Domestic violence has negative but significant impact on the probability of child immunization status, for collectively analysis of all countries and also for separately analysis of male and female children.
Birth order number, number of children under five years of age has negative but significant impact on the probability of child immunization status, for collectively analysis of all countries and also for separately analysis of male and female children. Male and female children are more immunized if the birth order number and number of children under five years of age are less than equal to 2.
Mothers and fathers education level has positive and significant impact on the probability of child immunization status, for collectively analysis of all countries and also for separately analysis of male and female children.
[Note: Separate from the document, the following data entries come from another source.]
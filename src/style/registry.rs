//! The fixed style-code table.
//!
//! Every code the chat client understands is listed here exactly once:
//! eight foreground colors (30-37), eight background colors (40-47),
//! bold (1) and underline (4). Nothing outside this table can be encoded.

use serde::{Deserialize, Serialize};
use std::fmt;
use std::str::FromStr;

/// Raised when a number is not one of the registry's style codes.
#[derive(Debug, Clone, Copy, PartialEq, Eq, thiserror::Error)]
#[error("Unknown style code: {0}. Valid codes are 1, 4, 30-37 and 40-47.")]
pub struct UnknownCodeError(pub u8);

/// Raised when a code name or number given as text does not resolve.
#[derive(Debug, Clone, PartialEq, Eq, thiserror::Error)]
#[error("Unknown style '{0}'. Run 'chromatext palette' to list the available codes.")]
pub struct UnknownStyleName(pub String);

/// An sRGB color from the palette.
#[derive(Debug, Clone, Copy, PartialEq, Eq, Hash)]
pub struct Rgb {
    pub r: u8,
    pub g: u8,
    pub b: u8,
}

impl Rgb {
    pub const fn new(r: u8, g: u8, b: u8) -> Self {
        Self { r, g, b }
    }

    /// Lowercase `#rrggbb` form.
    pub fn hex(&self) -> String {
        format!("#{:02x}{:02x}{:02x}", self.r, self.g, self.b)
    }

    /// Parse `#rrggbb` (any case) or `rgb(r, g, b)`.
    ///
    /// Returns `None` for anything else, including named colors and
    /// short `#rgb` forms.
    pub fn parse(value: &str) -> Option<Self> {
        let value = value.trim();
        if let Some(hex) = value.strip_prefix('#') {
            if hex.len() != 6 || !hex.is_ascii() {
                return None;
            }
            let channel = |i: usize| u8::from_str_radix(&hex[i..i + 2], 16).ok();
            return Some(Self::new(channel(0)?, channel(2)?, channel(4)?));
        }

        let lower = value.to_ascii_lowercase();
        let inner = lower.strip_prefix("rgb(")?.strip_suffix(')')?;
        let mut parts = inner.split(',').map(|p| p.trim().parse::<u8>());
        let r = parts.next()?.ok()?;
        let g = parts.next()?.ok()?;
        let b = parts.next()?.ok()?;
        if parts.next().is_some() {
            return None;
        }
        Some(Self::new(r, g, b))
    }
}

impl fmt::Display for Rgb {
    fn fmt(&self, f: &mut fmt::Formatter<'_>) -> fmt::Result {
        f.write_str(&self.hex())
    }
}

/// Which slot of a [`StyleState`](super::StyleState) a code occupies.
#[derive(Debug, Clone, Copy, PartialEq, Eq, Hash)]
pub enum Category {
    Foreground,
    Background,
    Attribute,
}

/// What a style code does to the text it covers.
#[derive(Debug, Clone, Copy, PartialEq, Eq)]
pub enum Effect {
    Foreground(Rgb),
    Background(Rgb),
    Bold,
    Underline,
}

/// One row of the registry.
#[derive(Debug, Clone, Copy, PartialEq, Eq)]
pub struct StyleEntry {
    pub code: StyleCode,
    pub effect: Effect,
    pub name: &'static str,
}

impl StyleEntry {
    /// Palette color, if this entry is a color.
    pub fn color(&self) -> Option<Rgb> {
        match self.effect {
            Effect::Foreground(rgb) | Effect::Background(rgb) => Some(rgb),
            Effect::Bold | Effect::Underline => None,
        }
    }
}

/// A style code from the fixed 16-color palette plus bold and underline.
///
/// The discriminant is the SGR parameter emitted for the code.
#[derive(Debug, Clone, Copy, PartialEq, Eq, PartialOrd, Ord, Hash, Serialize, Deserialize)]
#[serde(into = "u8", try_from = "u8")]
#[repr(u8)]
pub enum StyleCode {
    Bold = 1,
    Underline = 4,
    FgDarkGray = 30,
    FgRed = 31,
    FgYellowishGreen = 32,
    FgGold = 33,
    FgLightBlue = 34,
    FgPink = 35,
    FgTeal = 36,
    FgWhite = 37,
    BgBlueishBlack = 40,
    BgRustBrown = 41,
    BgGray40 = 42,
    BgGray45 = 43,
    BgLightGray55 = 44,
    BgBlurple = 45,
    BgLightGray60 = 46,
    BgCreamWhite = 47,
}

static ENTRIES: [StyleEntry; 18] = [
    fg(StyleCode::FgDarkGray, Rgb::new(0x4f, 0x54, 0x5c), "Dark Gray (33%)"),
    fg(StyleCode::FgRed, Rgb::new(0xdc, 0x32, 0x2f), "Red"),
    fg(StyleCode::FgYellowishGreen, Rgb::new(0x85, 0x99, 0x00), "Yellowish Green"),
    fg(StyleCode::FgGold, Rgb::new(0xb5, 0x89, 0x00), "Gold"),
    fg(StyleCode::FgLightBlue, Rgb::new(0x26, 0x8b, 0xd2), "Light Blue"),
    fg(StyleCode::FgPink, Rgb::new(0xd3, 0x36, 0x82), "Pink"),
    fg(StyleCode::FgTeal, Rgb::new(0x2a, 0xa1, 0x98), "Teal"),
    fg(StyleCode::FgWhite, Rgb::new(0xff, 0xff, 0xff), "White"),
    bg(StyleCode::BgBlueishBlack, Rgb::new(0x00, 0x2b, 0x36), "Blueish Black"),
    bg(StyleCode::BgRustBrown, Rgb::new(0xcb, 0x4b, 0x16), "Rust Brown"),
    bg(StyleCode::BgGray40, Rgb::new(0x58, 0x6e, 0x75), "Gray (40%)"),
    bg(StyleCode::BgGray45, Rgb::new(0x65, 0x7b, 0x83), "Gray (45%)"),
    bg(StyleCode::BgLightGray55, Rgb::new(0x83, 0x94, 0x96), "Light Gray (55%)"),
    bg(StyleCode::BgBlurple, Rgb::new(0x6c, 0x71, 0xc4), "Blurple"),
    bg(StyleCode::BgLightGray60, Rgb::new(0x93, 0xa1, 0xa1), "Light Gray (60%)"),
    bg(StyleCode::BgCreamWhite, Rgb::new(0xfd, 0xf6, 0xe3), "Cream White"),
    StyleEntry {
        code: StyleCode::Bold,
        effect: Effect::Bold,
        name: "Bold",
    },
    StyleEntry {
        code: StyleCode::Underline,
        effect: Effect::Underline,
        name: "Underline",
    },
];

const fn fg(code: StyleCode, rgb: Rgb, name: &'static str) -> StyleEntry {
    StyleEntry {
        code,
        effect: Effect::Foreground(rgb),
        name,
    }
}

const fn bg(code: StyleCode, rgb: Rgb, name: &'static str) -> StyleEntry {
    StyleEntry {
        code,
        effect: Effect::Background(rgb),
        name,
    }
}

/// The complete registry in palette order (foregrounds, backgrounds, attributes).
pub fn entries() -> &'static [StyleEntry] {
    &ENTRIES
}

/// Look up a raw SGR number.
///
/// # Errors
/// Returns [`UnknownCodeError`] for any number outside the fixed table.
pub fn lookup(code: u8) -> Result<&'static StyleEntry, UnknownCodeError> {
    ENTRIES
        .iter()
        .find(|entry| entry.code.number() == code)
        .ok_or(UnknownCodeError(code))
}

impl StyleCode {
    /// Every code, in registry order.
    pub const ALL: [StyleCode; 18] = [
        StyleCode::FgDarkGray,
        StyleCode::FgRed,
        StyleCode::FgYellowishGreen,
        StyleCode::FgGold,
        StyleCode::FgLightBlue,
        StyleCode::FgPink,
        StyleCode::FgTeal,
        StyleCode::FgWhite,
        StyleCode::BgBlueishBlack,
        StyleCode::BgRustBrown,
        StyleCode::BgGray40,
        StyleCode::BgGray45,
        StyleCode::BgLightGray55,
        StyleCode::BgBlurple,
        StyleCode::BgLightGray60,
        StyleCode::BgCreamWhite,
        StyleCode::Bold,
        StyleCode::Underline,
    ];

    /// The SGR parameter for this code.
    pub const fn number(self) -> u8 {
        self as u8
    }

    pub fn category(self) -> Category {
        match self.number() {
            30..=37 => Category::Foreground,
            40..=47 => Category::Background,
            _ => Category::Attribute,
        }
    }

    pub fn entry(self) -> &'static StyleEntry {
        // ENTRIES is in the same order as ALL
        let index = Self::ALL
            .iter()
            .position(|c| *c == self)
            .unwrap_or_default();
        &ENTRIES[index]
    }

    pub fn name(self) -> &'static str {
        self.entry().name
    }

    /// Lowercase, dash-separated form of the display name (`"Gray (40%)"` -> `"gray-40"`).
    pub fn slug(self) -> String {
        let mut slug = String::new();
        for c in self.name().chars() {
            if c.is_ascii_alphanumeric() {
                slug.push(c.to_ascii_lowercase());
            } else if !slug.is_empty() && !slug.ends_with('-') {
                slug.push('-');
            }
        }
        slug.trim_end_matches('-').to_string()
    }
}

impl fmt::Display for StyleCode {
    fn fmt(&self, f: &mut fmt::Formatter<'_>) -> fmt::Result {
        write!(f, "{}", self.number())
    }
}

impl From<StyleCode> for u8 {
    fn from(code: StyleCode) -> Self {
        code.number()
    }
}

impl TryFrom<u8> for StyleCode {
    type Error = UnknownCodeError;

    fn try_from(value: u8) -> Result<Self, Self::Error> {
        lookup(value).map(|entry| entry.code)
    }
}

impl FromStr for StyleCode {
    type Err = UnknownStyleName;

    /// Accepts the SGR number (`"34"`) or the slug of the display name
    /// (`"light-blue"`, `"Bold"`).
    fn from_str(s: &str) -> Result<Self, Self::Err> {
        let trimmed = s.trim();
        if let Ok(number) = trimmed.parse::<u8>() {
            return StyleCode::try_from(number).map_err(|_| UnknownStyleName(s.to_string()));
        }

        let wanted = trimmed.to_ascii_lowercase().replace(['_', ' '], "-");
        StyleCode::ALL
            .into_iter()
            .find(|code| code.slug() == wanted)
            .ok_or_else(|| UnknownStyleName(s.to_string()))
    }
}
Overall results can be concluded that the complete immunization increases as the education of parents increases from primary of higher for all the children.
Head of household is female than the immunization of female girls is higher as compare to male children. Place of residence has significant impact on the probability of child immunization status, for collectively analysis of all countries and also for separately analysis of male and female children.
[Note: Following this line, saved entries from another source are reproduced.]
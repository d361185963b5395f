//! Styled markup: rendering target and ingest path for pasted content.
//!
//! The document stays authoritative. [`render`] turns it into inline-styled
//! `<span>` markup; [`ingest`] takes markup coming back from an editor,
//! sanitizes it, and recovers a document through the visual-style decoder.

mod ingest;
mod sanitize;

pub use ingest::ingest;
pub use sanitize::sanitize;

use crate::ansi::VisualStyle;
use crate::document::{Document, Segment};

/// Render a document as HTML markup.
///
/// Styled runs become `<span style="...">`, unstyled runs are bare text and
/// line breaks are `<br>`.
pub fn render(document: &Document) -> String {
    let mut out = String::new();
    for segment in document.segments() {
        match segment {
            Segment::Run(run) if run.is_empty() => {}
            Segment::Run(run) if run.style().is_empty() => out.push_str(&escape(run.text())),
            Segment::Run(run) => {
                let css = VisualStyle::from_state(run.style()).to_css();
                out.push_str(&format!(
                    "<span style=\"{}\">{}</span>",
                    escape(&css),
                    escape(run.text())
                ));
            }
            Segment::LineBreak => out.push_str("<br>"),
        }
    }
    out
}

/// Escape text for use in element content or a quoted attribute.
pub fn escape(text: &str) -> String {
    let mut out = String::with_capacity(text.len());
    for c in text.chars() {
        match c {
            '&' => out.push_str("&amp;"),
            '<' => out.push_str("&lt;"),
            '>' => out.push_str("&gt;"),
            '"' => out.push_str("&quot;"),
            '\'' => out.push_str("&#39;"),
            _ => out.push(c),
        }
    }
    out
}

/// Decode the character references produced by editors.
///
/// Handles the named references `amp`, `lt`, `gt`, `quot`, `apos`, `nbsp`
/// and decimal or hex numeric references. Anything else is kept verbatim.
pub fn unescape(text: &str) -> String {
    let mut out = String::with_capacity(text.len());
    let mut rest = text;

    while let Some(amp) = rest.find('&') {
        out.push_str(&rest[..amp]);
        let tail = &rest[amp..];
        let decoded = tail
            .find(';')
            .filter(|&semi| semi <= 10)
            .and_then(|semi| decode_reference(&tail[1..semi]).map(|c| (c, semi)));

        match decoded {
            Some((c, semi)) => {
                out.push(c);
                rest = &tail[semi + 1..];
            }
            None => {
                out.push('&');
                rest = &tail[1..];
            }
        }
    }
    out.push_str(rest);
    out
}

fn decode_reference(name: &str) -> Option<char> {
    match name {
        "amp" => Some('&'),
        "lt" => Some('<'),
        "gt" => Some('>'),
        "quot" => Some('"'),
        "apos" => Some('\''),
        "nbsp" => Some(' '),
        _ => {
            let number = name.strip_prefix('#')?;
            let value = match number.strip_prefix(['x', 'X']) {
                Some(hex) => u32::from_str_radix(hex, 16).ok()?,
                None => number.parse().ok()?,
            };
            char::from_u32(value)
        }
    }
}
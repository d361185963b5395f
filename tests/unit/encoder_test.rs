//! Unit tests for the ANSI encoder and visual-style decoder

use chromatext::ansi::{
    decode, encode, encode_scopes, encode_with, EncodeOptions, LinePolicy, VisualStyle,
};
use chromatext::document::{reset_document, StyleScope};
use chromatext::style::{StyleCode, StyleSet, StyleState};

use crate::helpers::styled;

fn body_only(line_policy: LinePolicy) -> EncodeOptions {
    EncodeOptions {
        line_policy,
        fence: false,
    }
}

#[test]
fn fenced_block_matches_expected_bytes() {
    let doc = styled(
        "Hello",
        &[(0, 5, StyleCode::Bold), (0, 5, StyleCode::FgRed)],
    );
    assert_eq!(encode(&doc), "```ansi\n\x1b[1;31mHello\x1b[0m\n```");
}

#[test]
fn empty_document_encodes_to_empty_block() {
    assert_eq!(encode(&reset_document("")), "```ansi\n\n```");
}

#[test]
fn style_change_resets_before_reopening() {
    let doc = styled(
        "redblue plain",
        &[(0, 3, StyleCode::FgRed), (3, 7, StyleCode::FgLightBlue)],
    );
    assert_eq!(
        encode_with(&doc, &body_only(LinePolicy::Carry)),
        "\x1b[31mred\x1b[0m\x1b[34mblue\x1b[0m plain"
    );
}

#[test]
fn carry_keeps_style_open_across_newline() {
    let doc = styled("ab\ncd", &[(0, 5, StyleCode::FgRed)]);
    assert_eq!(
        encode_with(&doc, &body_only(LinePolicy::Carry)),
        "\x1b[31mab\ncd\x1b[0m"
    );
}

#[test]
fn reopen_resets_at_each_newline() {
    let doc = styled("ab\ncd", &[(0, 5, StyleCode::FgRed)]);
    assert_eq!(
        encode_with(&doc, &body_only(LinePolicy::Reopen)),
        "\x1b[31mab\x1b[0m\n\x1b[31mcd\x1b[0m"
    );
}

#[test]
fn nested_scopes_restore_parent_style() {
    let tree = StyleScope::root()
        .child(
            StyleScope::new(StyleCode::FgRed)
                .text("a")
                .child(StyleScope::new(StyleCode::Bold).text("b")),
        )
        .text("c");
    assert_eq!(
        encode_scopes(&tree, &body_only(LinePolicy::Carry)),
        "\x1b[31ma\x1b[0m\x1b[1;31mb\x1b[0mc"
    );
}

#[test]
fn decode_reverses_rendered_state() {
    let state = StyleState::from_codes([
        StyleCode::Underline,
        StyleCode::FgYellowishGreen,
        StyleCode::BgBlueishBlack,
    ]);
    assert_eq!(decode(&VisualStyle::from_state(&state)), state.code_set());
}

#[test]
fn decode_ignores_colors_in_wrong_category() {
    // #dc322f is the red foreground; as a background it means nothing
    let style = VisualStyle::parse_css("background-color: #dc322f; font-weight: 700");
    assert_eq!(decode(&style), StyleSet::from([StyleCode::Bold]));
}

#[test]
fn decode_accepts_rgb_notation_and_decoration_lists() {
    let style = VisualStyle::parse_css(
        "color: rgb(38, 139, 210); text-decoration: underline dotted",
    );
    assert_eq!(
        decode(&style),
        StyleSet::from([StyleCode::FgLightBlue, StyleCode::Underline])
    );
}

#[test]
fn decode_of_empty_style_is_empty() {
    assert!(decode(&VisualStyle::default()).is_empty());
}

#[test]
fn encoding_is_deterministic() {
    let doc = styled(
        "one\ntwo three",
        &[(0, 5, StyleCode::BgRustBrown), (4, 7, StyleCode::Underline)],
    );
    assert_eq!(encode(&doc), encode(&doc));
}

#[test]
fn decode_light_blue_alone_yields_only_that_code() {
    let style = VisualStyle {
        color: Some("#268BD2".to_string()),
        ..VisualStyle::default()
    };
    assert_eq!(decode(&style), StyleSet::from([StyleCode::FgLightBlue]));
}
Wealth index plays an important and positive impact on the probability of child immunization status, for collectively analysis of all countries and also for separately analysis of male and female children. With the increase in family income the immunization of children will also increase. Male children are more immunized as compare to female children.
From the results and discussion from chapter 5, following recommendations may be found:
Awareness programs must be held by government about the dimensions of women empowerment so, that why women have made decisions about herself, her children and raise voice against the domestic violence.
Gender biasness must be immunized by giving awareness about the importance of male and female children.
Parent’s education must be the part of long run policy so that they can be able to understand the level of immunization.
Household size must be small and people must properly plan about the size of family. So, that they can easily manage the resources for children and their health.
In backward areas the immunization must be provided to enhance the immunization level, especially in rural areas.
Vaccination facilities must be in equal bases for rural and urban areas.
The vaccinators must be aware about the different languages of the country so, that they can communicate the different regions of people properly and easily.